Top of Material supplied
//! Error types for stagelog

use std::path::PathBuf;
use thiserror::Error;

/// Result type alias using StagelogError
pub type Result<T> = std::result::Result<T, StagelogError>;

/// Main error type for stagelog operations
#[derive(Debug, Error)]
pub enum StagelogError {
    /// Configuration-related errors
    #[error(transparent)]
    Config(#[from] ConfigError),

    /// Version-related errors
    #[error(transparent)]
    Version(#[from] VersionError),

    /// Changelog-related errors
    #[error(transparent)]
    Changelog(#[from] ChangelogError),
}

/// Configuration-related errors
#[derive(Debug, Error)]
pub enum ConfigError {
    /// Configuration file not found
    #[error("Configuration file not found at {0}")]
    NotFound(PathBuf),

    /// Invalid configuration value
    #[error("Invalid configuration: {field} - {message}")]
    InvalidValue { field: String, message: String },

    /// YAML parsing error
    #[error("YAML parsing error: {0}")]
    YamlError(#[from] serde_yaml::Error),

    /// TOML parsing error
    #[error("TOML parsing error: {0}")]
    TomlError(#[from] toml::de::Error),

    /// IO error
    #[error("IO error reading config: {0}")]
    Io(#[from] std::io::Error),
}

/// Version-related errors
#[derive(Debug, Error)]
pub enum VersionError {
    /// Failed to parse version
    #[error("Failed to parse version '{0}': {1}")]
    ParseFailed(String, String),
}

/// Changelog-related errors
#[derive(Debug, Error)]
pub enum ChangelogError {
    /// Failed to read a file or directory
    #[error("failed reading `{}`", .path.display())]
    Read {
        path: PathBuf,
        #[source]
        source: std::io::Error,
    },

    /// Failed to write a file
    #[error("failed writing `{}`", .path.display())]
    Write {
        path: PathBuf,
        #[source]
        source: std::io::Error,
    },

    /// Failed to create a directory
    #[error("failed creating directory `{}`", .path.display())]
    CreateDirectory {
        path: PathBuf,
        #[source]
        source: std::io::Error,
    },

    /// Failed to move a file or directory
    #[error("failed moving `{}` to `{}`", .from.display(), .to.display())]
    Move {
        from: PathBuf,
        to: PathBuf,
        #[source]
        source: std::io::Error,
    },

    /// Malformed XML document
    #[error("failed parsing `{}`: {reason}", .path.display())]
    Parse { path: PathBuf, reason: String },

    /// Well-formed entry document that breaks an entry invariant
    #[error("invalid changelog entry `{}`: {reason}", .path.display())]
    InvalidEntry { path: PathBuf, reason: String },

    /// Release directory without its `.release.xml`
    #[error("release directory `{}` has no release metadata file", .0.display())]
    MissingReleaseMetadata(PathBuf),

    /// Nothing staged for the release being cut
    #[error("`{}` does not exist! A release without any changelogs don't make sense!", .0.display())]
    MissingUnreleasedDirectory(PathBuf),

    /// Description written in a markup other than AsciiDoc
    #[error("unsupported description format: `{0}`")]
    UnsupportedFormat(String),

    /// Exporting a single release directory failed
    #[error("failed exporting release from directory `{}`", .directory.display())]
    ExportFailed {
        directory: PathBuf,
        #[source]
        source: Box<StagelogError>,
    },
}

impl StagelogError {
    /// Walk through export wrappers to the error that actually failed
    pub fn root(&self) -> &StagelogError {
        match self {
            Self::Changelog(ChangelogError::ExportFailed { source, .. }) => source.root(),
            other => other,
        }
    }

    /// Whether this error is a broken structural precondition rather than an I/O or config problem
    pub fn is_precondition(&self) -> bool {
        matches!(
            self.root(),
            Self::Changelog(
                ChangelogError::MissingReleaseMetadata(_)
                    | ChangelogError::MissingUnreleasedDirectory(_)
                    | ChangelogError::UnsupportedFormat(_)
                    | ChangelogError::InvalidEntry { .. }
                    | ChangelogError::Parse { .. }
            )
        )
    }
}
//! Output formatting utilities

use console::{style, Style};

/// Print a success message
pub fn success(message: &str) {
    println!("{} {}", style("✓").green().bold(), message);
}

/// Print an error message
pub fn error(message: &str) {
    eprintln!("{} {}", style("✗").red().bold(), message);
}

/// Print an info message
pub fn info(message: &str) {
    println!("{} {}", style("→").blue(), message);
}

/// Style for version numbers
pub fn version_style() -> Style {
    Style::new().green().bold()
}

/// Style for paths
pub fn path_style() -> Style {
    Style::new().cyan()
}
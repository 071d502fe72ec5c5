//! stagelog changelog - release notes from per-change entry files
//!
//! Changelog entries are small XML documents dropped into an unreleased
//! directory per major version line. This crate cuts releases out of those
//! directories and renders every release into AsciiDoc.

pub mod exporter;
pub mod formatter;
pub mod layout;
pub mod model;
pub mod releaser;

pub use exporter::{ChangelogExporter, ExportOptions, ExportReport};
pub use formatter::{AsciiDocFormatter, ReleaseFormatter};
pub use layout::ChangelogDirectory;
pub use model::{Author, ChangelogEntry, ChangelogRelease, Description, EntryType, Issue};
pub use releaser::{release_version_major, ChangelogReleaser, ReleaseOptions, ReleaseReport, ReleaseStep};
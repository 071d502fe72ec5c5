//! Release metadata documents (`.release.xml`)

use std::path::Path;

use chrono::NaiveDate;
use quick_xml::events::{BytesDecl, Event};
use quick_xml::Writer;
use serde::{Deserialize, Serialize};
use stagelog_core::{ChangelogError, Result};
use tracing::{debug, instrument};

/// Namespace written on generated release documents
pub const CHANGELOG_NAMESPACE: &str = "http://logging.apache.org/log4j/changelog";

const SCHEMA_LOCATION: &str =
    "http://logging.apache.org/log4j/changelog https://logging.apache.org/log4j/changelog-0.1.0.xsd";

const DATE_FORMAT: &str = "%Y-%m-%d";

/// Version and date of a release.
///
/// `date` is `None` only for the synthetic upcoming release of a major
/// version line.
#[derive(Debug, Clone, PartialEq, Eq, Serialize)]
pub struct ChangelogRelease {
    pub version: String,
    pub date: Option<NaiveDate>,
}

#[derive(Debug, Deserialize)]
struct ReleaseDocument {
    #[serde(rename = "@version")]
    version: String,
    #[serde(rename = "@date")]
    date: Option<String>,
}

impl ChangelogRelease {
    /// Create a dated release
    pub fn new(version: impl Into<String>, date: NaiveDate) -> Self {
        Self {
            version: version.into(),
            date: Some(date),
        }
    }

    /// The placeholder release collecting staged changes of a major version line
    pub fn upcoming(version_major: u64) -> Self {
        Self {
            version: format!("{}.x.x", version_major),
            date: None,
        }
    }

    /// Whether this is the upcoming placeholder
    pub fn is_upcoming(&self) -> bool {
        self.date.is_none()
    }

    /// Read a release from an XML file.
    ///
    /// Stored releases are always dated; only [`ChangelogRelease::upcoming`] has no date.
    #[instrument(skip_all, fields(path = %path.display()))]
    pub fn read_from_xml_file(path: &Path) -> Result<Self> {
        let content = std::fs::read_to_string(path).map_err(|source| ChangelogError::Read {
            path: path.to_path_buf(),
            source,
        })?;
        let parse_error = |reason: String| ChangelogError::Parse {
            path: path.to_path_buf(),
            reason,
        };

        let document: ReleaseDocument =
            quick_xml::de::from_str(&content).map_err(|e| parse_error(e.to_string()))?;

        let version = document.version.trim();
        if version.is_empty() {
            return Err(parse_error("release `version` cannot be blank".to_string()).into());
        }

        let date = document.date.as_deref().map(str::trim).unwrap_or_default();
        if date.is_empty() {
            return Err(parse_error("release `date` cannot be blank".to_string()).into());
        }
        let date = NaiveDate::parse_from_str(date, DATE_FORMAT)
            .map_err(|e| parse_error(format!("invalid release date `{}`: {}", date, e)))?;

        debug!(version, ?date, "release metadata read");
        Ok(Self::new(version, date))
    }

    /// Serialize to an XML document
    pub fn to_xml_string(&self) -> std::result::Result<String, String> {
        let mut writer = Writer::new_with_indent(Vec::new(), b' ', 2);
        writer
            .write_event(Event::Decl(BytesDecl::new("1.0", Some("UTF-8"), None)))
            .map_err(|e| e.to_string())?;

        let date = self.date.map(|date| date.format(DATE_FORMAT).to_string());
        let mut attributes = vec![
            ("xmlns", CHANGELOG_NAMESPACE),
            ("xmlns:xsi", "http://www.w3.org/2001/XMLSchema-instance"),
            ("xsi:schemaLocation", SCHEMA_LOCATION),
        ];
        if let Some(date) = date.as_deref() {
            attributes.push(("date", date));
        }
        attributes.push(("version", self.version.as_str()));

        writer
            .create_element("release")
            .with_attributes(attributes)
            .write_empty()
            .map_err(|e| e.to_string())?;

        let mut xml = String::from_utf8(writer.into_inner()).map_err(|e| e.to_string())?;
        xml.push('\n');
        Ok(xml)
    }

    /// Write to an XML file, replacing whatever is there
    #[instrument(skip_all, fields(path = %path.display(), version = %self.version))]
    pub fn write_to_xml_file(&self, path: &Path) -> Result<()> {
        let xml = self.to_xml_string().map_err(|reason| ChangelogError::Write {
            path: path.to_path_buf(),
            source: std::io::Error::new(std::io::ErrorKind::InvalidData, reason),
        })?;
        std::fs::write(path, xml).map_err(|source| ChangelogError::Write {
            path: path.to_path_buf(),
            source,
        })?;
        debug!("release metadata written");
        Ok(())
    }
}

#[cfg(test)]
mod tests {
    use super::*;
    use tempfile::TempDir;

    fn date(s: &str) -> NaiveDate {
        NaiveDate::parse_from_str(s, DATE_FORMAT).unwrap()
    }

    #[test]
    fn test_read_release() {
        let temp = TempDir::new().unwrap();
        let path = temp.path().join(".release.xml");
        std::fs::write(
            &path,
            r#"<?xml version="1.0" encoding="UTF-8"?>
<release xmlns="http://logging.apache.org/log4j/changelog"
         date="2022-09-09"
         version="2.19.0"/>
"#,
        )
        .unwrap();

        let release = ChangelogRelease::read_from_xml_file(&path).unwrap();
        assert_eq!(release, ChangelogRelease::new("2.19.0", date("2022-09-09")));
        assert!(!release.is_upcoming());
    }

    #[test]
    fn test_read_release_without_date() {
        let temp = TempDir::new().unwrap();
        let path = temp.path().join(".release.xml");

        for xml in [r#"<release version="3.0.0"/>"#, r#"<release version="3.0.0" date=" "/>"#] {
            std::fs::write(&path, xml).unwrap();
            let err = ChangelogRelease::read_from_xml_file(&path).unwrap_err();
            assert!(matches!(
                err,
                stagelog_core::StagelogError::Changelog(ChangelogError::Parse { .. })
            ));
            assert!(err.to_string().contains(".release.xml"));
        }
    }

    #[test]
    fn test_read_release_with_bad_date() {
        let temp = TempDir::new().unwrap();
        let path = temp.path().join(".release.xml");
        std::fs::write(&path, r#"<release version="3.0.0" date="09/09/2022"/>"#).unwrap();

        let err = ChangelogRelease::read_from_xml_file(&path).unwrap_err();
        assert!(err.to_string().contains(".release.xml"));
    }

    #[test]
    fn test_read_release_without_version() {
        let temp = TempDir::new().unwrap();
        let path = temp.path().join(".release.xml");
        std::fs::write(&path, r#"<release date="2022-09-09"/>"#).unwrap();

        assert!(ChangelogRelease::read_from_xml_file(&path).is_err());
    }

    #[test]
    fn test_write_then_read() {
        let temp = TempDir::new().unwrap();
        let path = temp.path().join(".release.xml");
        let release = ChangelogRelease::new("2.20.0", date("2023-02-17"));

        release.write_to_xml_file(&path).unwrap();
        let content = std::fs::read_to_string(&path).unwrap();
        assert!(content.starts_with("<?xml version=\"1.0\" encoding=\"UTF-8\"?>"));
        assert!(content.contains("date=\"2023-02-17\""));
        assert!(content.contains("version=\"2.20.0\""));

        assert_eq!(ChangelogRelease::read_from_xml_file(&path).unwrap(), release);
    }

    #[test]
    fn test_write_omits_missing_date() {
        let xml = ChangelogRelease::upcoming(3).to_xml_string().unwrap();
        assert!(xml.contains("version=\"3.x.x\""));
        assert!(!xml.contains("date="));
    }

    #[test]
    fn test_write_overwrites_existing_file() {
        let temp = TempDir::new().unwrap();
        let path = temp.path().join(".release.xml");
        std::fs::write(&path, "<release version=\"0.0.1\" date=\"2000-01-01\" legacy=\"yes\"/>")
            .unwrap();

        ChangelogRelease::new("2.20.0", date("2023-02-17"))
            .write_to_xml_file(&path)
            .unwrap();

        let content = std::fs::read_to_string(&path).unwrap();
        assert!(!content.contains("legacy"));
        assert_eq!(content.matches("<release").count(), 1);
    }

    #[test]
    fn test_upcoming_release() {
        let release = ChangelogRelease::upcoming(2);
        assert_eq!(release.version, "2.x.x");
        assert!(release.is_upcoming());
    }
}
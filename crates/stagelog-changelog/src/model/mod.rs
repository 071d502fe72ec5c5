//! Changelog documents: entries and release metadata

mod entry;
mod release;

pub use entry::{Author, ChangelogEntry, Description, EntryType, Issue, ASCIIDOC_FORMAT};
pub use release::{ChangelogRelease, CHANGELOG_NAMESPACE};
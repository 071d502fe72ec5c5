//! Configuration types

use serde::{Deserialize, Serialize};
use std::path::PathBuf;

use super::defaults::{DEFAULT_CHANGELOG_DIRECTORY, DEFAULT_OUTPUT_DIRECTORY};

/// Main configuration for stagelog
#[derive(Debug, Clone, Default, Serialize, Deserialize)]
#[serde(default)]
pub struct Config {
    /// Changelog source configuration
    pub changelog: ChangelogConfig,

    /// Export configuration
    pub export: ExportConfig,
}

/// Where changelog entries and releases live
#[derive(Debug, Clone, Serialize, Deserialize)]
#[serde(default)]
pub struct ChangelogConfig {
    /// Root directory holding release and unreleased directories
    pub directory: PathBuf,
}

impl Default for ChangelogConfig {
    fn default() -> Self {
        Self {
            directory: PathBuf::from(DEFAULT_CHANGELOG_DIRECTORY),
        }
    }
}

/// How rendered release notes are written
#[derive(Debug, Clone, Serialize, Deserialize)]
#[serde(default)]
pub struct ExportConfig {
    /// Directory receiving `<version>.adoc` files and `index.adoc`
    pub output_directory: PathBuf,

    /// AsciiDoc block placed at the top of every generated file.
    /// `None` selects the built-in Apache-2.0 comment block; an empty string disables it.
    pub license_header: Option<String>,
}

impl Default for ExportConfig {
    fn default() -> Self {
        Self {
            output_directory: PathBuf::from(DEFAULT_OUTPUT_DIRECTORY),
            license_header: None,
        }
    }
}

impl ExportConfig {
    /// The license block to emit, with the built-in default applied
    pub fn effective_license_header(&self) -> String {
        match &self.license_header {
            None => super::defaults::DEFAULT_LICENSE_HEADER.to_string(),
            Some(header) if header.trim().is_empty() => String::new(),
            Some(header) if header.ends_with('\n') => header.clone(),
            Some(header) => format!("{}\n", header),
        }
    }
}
Bottom of Material supplied
Problem description » From the line that has "into an unreleased" through the line that has "pub mod layout;", copy every line exactly as it appears above, and leave out all others.

Response below »
//! Changelog entries are small XML documents dropped into an unreleased
//! directory per major version line. This crate cuts releases out of those
//! directories and renders every release into AsciiDoc.

pub mod exporter;
pub mod formatter;
pub mod layout;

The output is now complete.